CI issue is not related to the changes here.

@icfaust
Copy link
Contributor

icfaust commented Sep 12, 2025

Benchmarking is required here.

const size_t maxFeatures = nFeatures();
/* minimum fraction of all samples per bin */
const algorithmFPType qMax = 0.02;
const intermSummFPType qMax = 0.02;
Copy link
Contributor

Choose a reason for hiding this comment

The reason will be displayed to describe this comment to others. Learn more.

Why must this be changed?

Copy link
Contributor Author

Choose a reason for hiding this comment

The reason will be displayed to describe this comment to others. Learn more.

Because it's used in operations with data of intermSummFPType type, so it would need to get casted either way when it gets used.

Copy link
Contributor

Choose a reason for hiding this comment

The reason will be displayed to describe this comment to others. Learn more.

Please link to locations where qMax is used beyond line 1213

Copy link
Contributor Author

Choose a reason for hiding this comment

The reason will be displayed to describe this comment to others. Learn more.

Please link to locations where qMax is used beyond line 1213

qMax is used in line 1213 in operations with intermSummFPType type. So if was a float32 and intermSummFPType is float64, it would get casted to float64.

Copy link
Contributor

Choose a reason for hiding this comment

The reason will be displayed to describe this comment to others. Learn more.

All the other aspects of that computation are integer type. If you wanted to you could turn that hard coded value into a pure integer computation if you really wanted to (given the value of qMax). I guess I was trying to figure out what the key to that specific change was, and why it was done.

Copy link
Contributor Author

Choose a reason for hiding this comment

The reason will be displayed to describe this comment to others. Learn more.

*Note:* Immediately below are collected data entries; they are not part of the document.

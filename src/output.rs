//! Speech output controller: the single narration channel.
//!
//! IDLE → SPEAKING ⇄ PAUSED → IDLE
//!
//! Requests are keyed by [`UtteranceId`]. Repeating the active id toggles
//! pause/resume; any other id cancels whatever is active and takes over.
//! Engine events are matched against the tickets of the current request,
//! so callbacks from superseded work never touch the current playback.

use std::time::Duration;

use serde::Serialize;
use tracing::{debug, info, warn};

use crate::announcement::{self, AnnouncementSequencer};
use crate::config::SpeechConfig;
use crate::engine::{EngineUtterance, Segment, SpeechEnginePort, SynthesisEvent, SynthesisEventKind};
use crate::error::{EngineKind, VoiceError, VoiceResult};
use crate::utterance::{Prosody, SpeakOptions, Ticket, TicketCounter, Utterance, UtteranceId};
use crate::voice::{VoiceCatalog, VoiceDescriptor};

#[derive(Debug, Clone, Copy, PartialEq, Eq, Serialize)]
#[serde(rename_all = "lowercase")]
pub enum PlaybackState {
    Idle,
    Speaking,
    Paused,
}

impl std::fmt::Display for PlaybackState {
    fn fmt(&self, f: &mut std::fmt::Formatter<'_>) -> std::fmt::Result {
        match self {
            Self::Idle => write!(f, "IDLE"),
            Self::Speaking => write!(f, "SPEAKING"),
            Self::Paused => write!(f, "PAUSED"),
        }
    }
}

/// Snapshot of the narration channel while it is not idle.
#[derive(Debug, Clone, PartialEq, Eq, Serialize)]
pub struct ActivePlayback {
    pub utterance_id: UtteranceId,
    pub state: PlaybackState,
}

/// What a `request_speak` call did.
#[derive(Debug, Clone, Copy, PartialEq, Eq)]
pub enum SpeakOutcome {
    /// New narration. With `pre_roll`, the announcement is playing and the
    /// caller must call [`SpeechOutputController::on_pre_roll_elapsed`]
    /// with `ticket` once the delay is over.
    Started {
        ticket: Ticket,
        pre_roll: Option<Duration>,
    },
    Paused,
    Resumed,
    /// Nothing to say (empty text).
    Ignored,
}

#[derive(Debug, Clone, Copy, PartialEq)]
pub struct NarrationSettings {
    pub prosody: Prosody,
    pub announcement_delay: Duration,
    /// 0 disables the limit.
    pub max_text_chars: usize,
}

impl Default for NarrationSettings {
    fn default() -> Self {
        Self {
            prosody: Prosody::default(),
            announcement_delay: announcement::DEFAULT_DELAY,
            max_text_chars: 500,
        }
    }
}

impl From<&SpeechConfig> for NarrationSettings {
    fn from(config: &SpeechConfig) -> Self {
        Self {
            prosody: config.prosody(),
            announcement_delay: config.announcement_delay(),
            max_text_chars: config.max_text_chars,
        }
    }
}

struct Playback {
    utterance_id: UtteranceId,
    state: PlaybackState,
    main_ticket: Ticket,
    announcement_ticket: Option<Ticket>,
    started: bool,
}

pub struct SpeechOutputController {
    engine: Box<dyn SpeechEnginePort>,
    settings: NarrationSettings,
    catalog: VoiceCatalog,
    sequencer: AnnouncementSequencer,
    tickets: TicketCounter,
    current: Option<Playback>,
}

impl SpeechOutputController {
    pub fn new(engine: Box<dyn SpeechEnginePort>, settings: NarrationSettings) -> Self {
        Self {
            engine,
            sequencer: AnnouncementSequencer::new(settings.announcement_delay),
            settings,
            catalog: VoiceCatalog::default(),
            tickets: TicketCounter::default(),
            current: None,
        }
    }

    pub fn engine_name(&self) -> &str {
        self.engine.name()
    }

    pub fn is_available(&self) -> bool {
        self.engine.is_available()
    }

    pub fn state(&self) -> PlaybackState {
        self.current
            .as_ref()
            .map_or(PlaybackState::Idle, |p| p.state)
    }

    pub fn active(&self) -> Option<ActivePlayback> {
        self.current.as_ref().map(|p| ActivePlayback {
            utterance_id: p.utterance_id.clone(),
            state: p.state,
        })
    }

    /// Narrate `text` as `id`, or toggle pause/resume if `id` is active.
    pub fn request_speak(
        &mut self,
        id: UtteranceId,
        text: &str,
        locale_code: &str,
        options: &SpeakOptions,
    ) -> VoiceResult<SpeakOutcome> {
        if !self.engine.is_available() {
            return Err(VoiceError::EngineUnavailable(EngineKind::Synthesis));
        }

        let toggle = self
            .current
            .as_ref()
            .filter(|p| p.utterance_id == id)
            .map(|p| (p.state, p.main_ticket));

        match toggle {
            Some((PlaybackState::Speaking, _)) => {
                self.engine.pause();
                self.set_state(PlaybackState::Paused);
                return Ok(SpeakOutcome::Paused);
            }
            Some((PlaybackState::Paused, main_ticket)) => {
                self.engine.resume();
                self.set_state(PlaybackState::Speaking);
                if let Some(main) = self.sequencer.release_held(main_ticket) {
                    debug!("Releasing main utterance held during pause");
                    self.dispatch(main)?;
                }
                return Ok(SpeakOutcome::Resumed);
            }
            Some((PlaybackState::Idle, _)) | None => {}
        }

        let utterance = Utterance::build(
            id,
            text,
            locale_code,
            options,
            self.settings.prosody,
            self.settings.max_text_chars,
        );
        if utterance.text.is_empty() {
            debug!("Empty narration for {}, ignoring", utterance.id);
            return Ok(SpeakOutcome::Ignored);
        }

        self.cancel_all();

        if self.catalog.needs_refresh() {
            self.catalog.replace(self.engine.voices());
        }
        let voice = self.catalog.resolve(&utterance.locale_code).cloned();
        match &voice {
            Some(v) => debug!(
                "Voice for {}: {} ({})",
                utterance.locale_code, v.name, v.locale_code
            ),
            None => debug!("No voice for {}, using engine default", utterance.locale_code),
        }

        let announcement = utterance.announcement_text.clone().map(|text| {
            let ticket = self.tickets.issue();
            EngineUtterance::new(ticket, Segment::Announcement, text, &utterance, voice.clone())
        });
        let main_ticket = self.tickets.issue();
        let main = EngineUtterance::new(
            main_ticket,
            Segment::Main,
            utterance.text.clone(),
            &utterance,
            voice,
        );

        let announcement_ticket = announcement.as_ref().map(|a| a.ticket);
        let first = announcement.unwrap_or_else(|| main.clone());
        self.engine.speak(first)?;

        info!("State: IDLE → SPEAKING ({}, {})", utterance.id, utterance.locale_code);
        self.current = Some(Playback {
            utterance_id: utterance.id,
            state: PlaybackState::Speaking,
            main_ticket,
            announcement_ticket,
            started: false,
        });

        let pre_roll = announcement_ticket.map(|_| self.sequencer.arm(main_ticket, main));
        Ok(SpeakOutcome::Started {
            ticket: main_ticket,
            pre_roll,
        })
    }

    /// Stop whatever is active. Returns false (and touches nothing) when idle.
    pub fn cancel_all(&mut self) -> bool {
        self.sequencer.disarm();
        match self.current.take() {
            Some(playback) => {
                self.engine.cancel();
                info!("State: {} → IDLE (cancelled {})", playback.state, playback.utterance_id);
                true
            }
            None => false,
        }
    }

    /// The pre-roll delay for request `ticket` ran out.
    pub fn on_pre_roll_elapsed(&mut self, ticket: Ticket) -> VoiceResult<()> {
        let state = match &self.current {
            Some(p) if p.main_ticket == ticket => p.state,
            _ => {
                debug!("Pre-roll {ticket} superseded, dropping main utterance");
                return Ok(());
            }
        };

        if state == PlaybackState::Paused {
            self.sequencer.hold(ticket);
            debug!("Pre-roll {ticket} elapsed while paused, holding main utterance");
            return Ok(());
        }

        match self.sequencer.release(ticket) {
            Some(main) => self.dispatch(main),
            None => Ok(()),
        }
    }

    /// Apply an engine callback. Returns an error to surface to the user.
    pub fn handle_event(&mut self, event: SynthesisEvent) -> Option<VoiceError> {
        let Some(playback) = self.current.as_mut() else {
            debug!("Synthesis event {:?} for {} while idle, ignoring", event.kind, event.ticket);
            return None;
        };

        let is_main = event.ticket == playback.main_ticket;
        if !is_main && playback.announcement_ticket != Some(event.ticket) {
            debug!("Stale synthesis event {:?} for {}, ignoring", event.kind, event.ticket);
            return None;
        }

        match event.kind {
            SynthesisEventKind::Start => {
                if !playback.started {
                    debug!("Engine started {} ({})", playback.utterance_id, event.ticket);
                }
                playback.started = true;
                None
            }
            SynthesisEventKind::End => {
                self.finish_segment(is_main);
                None
            }
            SynthesisEventKind::Error(code) if code.is_self_inflicted() => {
                debug!("Engine reported {code} for {}, treating as end", event.ticket);
                self.finish_segment(is_main);
                None
            }
            SynthesisEventKind::Error(code) if is_main => {
                warn!("Speech synthesis failed for {}: {code}", playback.utterance_id);
                self.current = None;
                self.sequencer.disarm();
                info!("State: → IDLE (error)");
                Some(VoiceError::SynthesisError(code))
            }
            SynthesisEventKind::Error(code) => {
                warn!("Announcement failed for {}: {code}", playback.utterance_id);
                None
            }
        }
    }

    /// The engine's voice catalog changed.
    pub fn on_voices_changed(&mut self) {
        self.catalog.replace(self.engine.voices());
        debug!("Voice catalog refreshed: {} voices", self.catalog.voices().len());
    }

    pub fn voices(&mut self) -> Vec<VoiceDescriptor> {
        if self.catalog.needs_refresh() {
            self.catalog.replace(self.engine.voices());
        }
        self.catalog.voices().to_vec()
    }

    fn finish_segment(&mut self, is_main: bool) {
        if !is_main {
            debug!("Announcement finished");
            return;
        }
        if let Some(playback) = self.current.take() {
            info!("State: {} → IDLE ({} finished)", playback.state, playback.utterance_id);
        }
    }

    fn set_state(&mut self, state: PlaybackState) {
        if let Some(playback) = self.current.as_mut() {
            info!("State: {} → {} ({})", playback.state, state, playback.utterance_id);
            playback.state = state;
        }
    }

    fn dispatch(&mut self, main: EngineUtterance) -> VoiceResult<()> {
        if let Err(e) = self.engine.speak(main) {
            warn!("Engine rejected main utterance: {e}");
            self.cancel_all();
            return Err(e);
        }
        Ok(())
    }
}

Because otherwise it would get casted. Why would you want to define a variable in one type if then it would get promoted to a different type at the moment it gets used?

Copy link
Contributor

Choose a reason for hiding this comment

The reason will be displayed to describe this comment to others. Learn more.

I do not understand your argument @david-cortes-intel , the only use of qMax is the comparison (static_cast<intermSummFPType>(n) > qMax * static_cast<intermSummFPType>(_helper.indexedFeatures().numIndices(iFeature)) where qMax times the number of indices can not exceed the value of a float32 (even if 64 bit size_t). At worst the integer values would be set at float32 and the result would stay as such.

Copy link
Contributor Author

Choose a reason for hiding this comment

The reason will be displayed to describe this comment to others. Learn more.

The line seen in terms of data types is as follows:

bool result = bool && double > qMax * double

If qMax is a float, it will get casted to double to calculate the RHS. If it's a double, it will be used as-is.

Copy link
Contributor

@icfaust icfaust Oct 7, 2025

Choose a reason for hiding this comment

The reason will be displayed to describe this comment to others. Learn more.

The previous logic converted the two ints to AlgorithmFPType implicitly and now you are explicitly casting them to double using static_cast explicitly, the total number of casts haven't changed. Again, I still don't see the logic here.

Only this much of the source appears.